For this workflow, DialNexa should send Corrently a concise, action-ready handoff: matched caller, affected record, reason for the update, urgency, owner, next step, and links to call evidence.
DialNexa should capture the preferred time, timezone, owner, promise made, and contact channel before updating Corrently. The receiving team should see exactly why the follow-up exists and what the caller expects next.
For this workflow, DialNexa should send Corrently a concise, action-ready handoff: matched caller, affected record, reason for the update, urgency, owner, next step, and links to call evidence.
Use post metering reading when the call outcome maps clearly to that operation and the required fields, owner, review state, and evidence links are known.
Use get stromkonto balances before answering, routing, or creating follow-up.

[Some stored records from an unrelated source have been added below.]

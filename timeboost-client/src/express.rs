use std::sync::Arc;
use std::time::Duration;

use async_trait::async_trait;
use bon::Builder;
use timeboost_sequencer::ExpressLaneGate;
use timeboost_types::rpc::{Ack, Inclusion, LaneStatus, SyncSubmission};
use timeboost_types::{
    Address, Bytes, ChainId, ExpressLaneSubmission, Round, RoundTimingInfo, SeqNo,
    SignedSubmission, Signer, Timestamp,
};
use tokio::sync::Mutex;
use tracing::{debug, warn};

use crate::{ClientError, HttpClient};

/// Where express lane envelopes are sent to.
#[async_trait]
pub trait ExpressLaneTransport: Send + Sync {
    async fn submit(&self, env: SignedSubmission) -> Result<Ack, ClientError>;

    async fn submit_sync(
        &self,
        env: SignedSubmission,
        timeout: Duration,
    ) -> Result<Inclusion, ClientError>;
}

#[async_trait]
impl ExpressLaneTransport for HttpClient {
    async fn submit(&self, env: SignedSubmission) -> Result<Ack, ClientError> {
        self.post("v1/express-lane/submit", &env).await
    }

    async fn submit_sync(
        &self,
        env: SignedSubmission,
        timeout: Duration,
    ) -> Result<Inclusion, ClientError> {
        let body = SyncSubmission {
            envelope: env,
            timeout_ms: timeout.as_millis() as u64,
        };
        self.post_waiting("v1/express-lane/submit-sync", &body, timeout)
            .await
    }
}

impl HttpClient {
    pub async fn lane_status(&self) -> Result<LaneStatus, ClientError> {
        self.get("v1/round").await
    }
}

#[async_trait]
impl ExpressLaneTransport for ExpressLaneGate {
    async fn submit(&self, env: SignedSubmission) -> Result<Ack, ClientError> {
        let (ack, _) = self.admit(env)?;
        Ok(ack)
    }

    async fn submit_sync(
        &self,
        env: SignedSubmission,
        timeout: Duration,
    ) -> Result<Inclusion, ClientError> {
        Ok(self.admit_sync(env, timeout).await?)
    }
}

#[async_trait]
impl<T: ExpressLaneTransport + ?Sized> ExpressLaneTransport for Arc<T> {
    async fn submit(&self, env: SignedSubmission) -> Result<Ack, ClientError> {
        (**self).submit(env).await
    }

    async fn submit_sync(
        &self,
        env: SignedSubmission,
        timeout: Duration,
    ) -> Result<Inclusion, ClientError> {
        (**self).submit_sync(env, timeout).await
    }
}

#[derive(Debug, Clone, Builder)]
pub struct ExpressLaneClientConfig {
    pub(crate) chain: ChainId,
    pub(crate) auction: Address,
    pub(crate) timing: RoundTimingInfo,

    /// Default wait of synchronous submissions.
    #[builder(default = Duration::from_secs(5))]
    pub(crate) sync_timeout: Duration,
}

/// Sends transactions through the express lane of a round we control.
///
/// Sends are serialised. The sequence number advances once the sequencer
/// has taken an envelope. An envelope whose fate is unknown (timeout, lost
/// response) is kept and resent unchanged before the next transaction, so a
/// round never stalls on a sequence number the sequencer already consumed.
pub struct ExpressLaneClient<T> {
    config: ExpressLaneClientConfig,
    signer: Signer,
    transport: T,
    state: Mutex<LaneState>,
}

#[derive(Debug, Default)]
struct LaneState {
    round: Round,
    next: SeqNo,
    /// Sent with sequence number `next` but not known to be taken.
    pending: Option<SignedSubmission>,
}

impl LaneState {
    fn enter(&mut self, r: Round) {
        if self.round != r {
            debug!(round = %r, "new express lane round");
            self.round = r;
            self.next = SeqNo::zero();
            self.pending = None;
        }
    }
}

/// What a submission result says about the envelope's sequence number.
enum Outcome {
    /// The sequencer holds an envelope with this sequence number.
    Taken,
    /// The envelope may or may not have reached the sequencer.
    Unknown,
    /// The envelope was refused and its sequence number is still free.
    Refused,
}

fn outcome<A>(r: &Result<A, ClientError>) -> Outcome {
    match r {
        Ok(_) => Outcome::Taken,
        Err(ClientError::Timeout | ClientError::Http(_) | ClientError::Status(_)) => {
            Outcome::Unknown
        }
        Err(e) => match e.code() {
            Some("duplicate-sequence-number" | "sequence-too-low") => Outcome::Taken,
            Some("shutdown") => Outcome::Unknown,
            _ => Outcome::Refused,
        },
    }
}

impl<T: ExpressLaneTransport> ExpressLaneClient<T> {
    pub fn new(cfg: ExpressLaneClientConfig, signer: Signer, transport: T) -> Self {
        Self {
            config: cfg,
            signer,
            transport,
            state: Mutex::new(LaneState::default()),
        }
    }

    pub fn address(&self) -> Address {
        self.signer.address()
    }

    /// The round and sequence number the next envelope would carry.
    pub async fn position(&self) -> (Round, SeqNo) {
        let mut state = self.state.lock().await;
        state.enter(self.config.timing.round_of(Timestamp::now()));
        (state.round, state.next)
    }

    /// Resend an envelope whose submission ended without an answer.
    pub async fn flush(&self) -> Result<(), ClientError> {
        let mut state = self.state.lock().await;
        state.enter(self.config.timing.round_of(Timestamp::now()));
        self.resend_pending(&mut state).await
    }

    pub async fn send_transaction(&self, tx: Bytes) -> Result<Ack, ClientError> {
        let mut state = self.state.lock().await;
        state.enter(self.config.timing.round_of(Timestamp::now()));
        self.resend_pending(&mut state).await?;
        let env = self.envelope(&state, tx)?;
        let res = self.transport.submit(env.clone()).await;
        Self::record(&mut state, env, &res);
        res
    }

    /// Send and wait up to `timeout` (or the configured default) for inclusion.
    pub async fn send_transaction_sync(
        &self,
        tx: Bytes,
        timeout: Option<Duration>,
    ) -> Result<Inclusion, ClientError> {
        let timeout = timeout.unwrap_or(self.config.sync_timeout);
        let mut state = self.state.lock().await;
        state.enter(self.config.timing.round_of(Timestamp::now()));
        self.resend_pending(&mut state).await?;
        let env = self.envelope(&state, tx)?;
        let res = self.transport.submit_sync(env.clone(), timeout).await;
        Self::record(&mut state, env, &res);
        res
    }

    async fn resend_pending(&self, state: &mut LaneState) -> Result<(), ClientError> {
        let Some(env) = state.pending.take() else {
            return Ok(());
        };
        let res = self.transport.submit(env.clone()).await;
        Self::record(state, env, &res);
        match res {
            Err(err) if state.pending.is_some() => Err(err),
            _ => Ok(()),
        }
    }

    fn record<A>(state: &mut LaneState, env: SignedSubmission, res: &Result<A, ClientError>) {
        let seqno = env.seqno();
        match outcome(res) {
            Outcome::Taken => {
                state.next = seqno.next();
            }
            Outcome::Unknown => {
                warn!(round = %state.round, %seqno, "express lane submission outcome unknown");
                state.pending = Some(env)
            }
            Outcome::Refused => {
                if let Err(err) = res {
                    warn!(round = %state.round, %seqno, %err, "express lane submission refused");
                }
            }
        }
    }

    fn envelope(&self, state: &LaneState, tx: Bytes) -> Result<SignedSubmission, ClientError> {
        let env = ExpressLaneSubmission::new(
            self.config.chain,
            self.config.auction,
            state.round,
            state.next,
            tx,
        )
        .sign(&self.signer)?;
        Ok(env)
    }
}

DialNexa should verify the lookup result against the caller and send low-confidence matches to a human queue.

Workflows that pair Corrently with other integrations

Implementation notes

  • Use the DialNexa call ID as the idempotency key before running Corrently actions.
  • Write a short operational summary into Corrently and link to the full transcript or recording for audit.
  • Map required fields before launch: destination object, owner, status, urgency, next step, and record URL.
  • Create review paths for low-confidence matches, sensitive requests, high-value customers, and actions that change money, access, legal terms, or customer commitments.

FAQs

Store confidence and route missing or conflicting fields to review rather than silently updating downstream systems.
When source context is missing, confidence is low, the caller disputes the answer, or the next step changes money, access, or legal commitments.
Intent accuracy, extraction accuracy, fallback rate, review overrides, bad answers, and customer outcomes after AI-generated follow-up.
Only for low-risk workflows with clear confidence thresholds. Account changes, money, access, legal, and sensitive support cases need review.
Prompt version, source context, model or workflow ID, confidence, output, call ID, and reviewer when applicable.
Use approved knowledge sources, cite source records, set fallback behavior, and route low-confidence answers to humans.
Yes, but drafts should use the actual call outcome, approved tone, and customer context. Sensitive messages should be reviewed.